= Beginning of Section =
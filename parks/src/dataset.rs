//! Reference dataset used to seed an empty collection.

use crate::config::SeedSource;
use crate::errors::{ErrorKind, ParksError, ParksResult};
use crate::record::Record;
use serde_json::Value;
use std::path::Path;

/// Park locations compiled into the crate, as `{"name", "state", "pos": [lon, lat]}`.
pub const EMBEDDED_DATASET: &str = include_str!("../data/parkcoord.json");

/// Loads and validates the records of `source`.
pub fn load_seed(source: &SeedSource) -> ParksResult<Vec<Record>> {
    let records = match source {
        SeedSource::Embedded => parse_records(EMBEDDED_DATASET)?,
        SeedSource::File(path) => load_file(path)?,
        SeedSource::Records(records) => records.clone(),
    };
    validate_records(&records)?;
    Ok(records)
}

/// Reads a JSON file holding an array of records.
pub fn load_file(path: &Path) -> ParksResult<Vec<Record>> {
    log::debug!("Reading seed dataset from {}", path.display());
    let text = std::fs::read_to_string(path).map_err(|e| {
        ParksError::new_with_cause(
            &format!("cannot read seed dataset {}", path.display()),
            ErrorKind::DatasetError,
            e.into(),
        )
    })?;
    parse_records(&text)
}

/// Parses a JSON array of objects into records.
pub fn parse_records(text: &str) -> ParksResult<Vec<Record>> {
    let value: Value = serde_json::from_str(text)?;
    let Value::Array(items) = value else {
        return Err(ParksError::new(
            "seed dataset must be a JSON array of records",
            ErrorKind::DatasetError,
        ));
    };

    items
        .into_iter()
        .enumerate()
        .map(|(index, item)| match item {
            Value::Object(map) => Ok(Record::from(map)),
            _ => Err(ParksError::new(
                &format!("seed record #{} is not a JSON object", index),
                ErrorKind::DatasetError,
            )),
        })
        .collect()
}

/// Checks that every record carries a well-formed `pos` geometry.
pub fn validate_records(records: &[Record]) -> ParksResult<()> {
    for (index, record) in records.iter().enumerate() {
        if let Err(e) = record.pos() {
            log::error!("Rejecting seed record #{}: {}", index, e);
            return Err(ParksError::new_with_cause(
                &format!("seed record #{} has invalid geometry", index),
                ErrorKind::ValidationError,
                e.into(),
            ));
        }
    }
    Ok(())
}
= End of Section =
Print, exactly as written, the first line of the records above and each line after it until the line with "let value: Value", which is printed too.

» **RESPONSE AREA**:
filename parks/src/dataset.rs
//! Reference dataset used to seed an empty collection.

use crate::config::SeedSource;
use crate::errors::{ErrorKind, ParksError, ParksResult};
use crate::record::Record;
use serde_json::Value;
use std::path::Path;

/// Park locations compiled into the crate, as `{"name", "state", "pos": [lon, lat]}`.
pub const EMBEDDED_DATASET: &str = include_str!("../data/parkcoord.json");

/// Loads and validates the records of `source`.
pub fn load_seed(source: &SeedSource) -> ParksResult<Vec<Record>> {
    let records = match source {
        SeedSource::Embedded => parse_records(EMBEDDED_DATASET)?,
        SeedSource::File(path) => load_file(path)?,
        SeedSource::Records(records) => records.clone(),
    };
    validate_records(&records)?;
    Ok(records)
}

/// Reads a JSON file holding an array of records.
pub fn load_file(path: &Path) -> ParksResult<Vec<Record>> {
    log::debug!("Reading seed dataset from {}", path.display());
    let text = std::fs::read_to_string(path).map_err(|e| {
        ParksError::new_with_cause(
            &format!("cannot read seed dataset {}", path.display()),
            ErrorKind::DatasetError,
            e.into(),
        )
    })?;
    parse_records(&text)
}

/// Parses a JSON array of objects into records.
pub fn parse_records(text: &str) -> ParksResult<Vec<Record>> {
    let value: Value = serde_json::from_str(text)?;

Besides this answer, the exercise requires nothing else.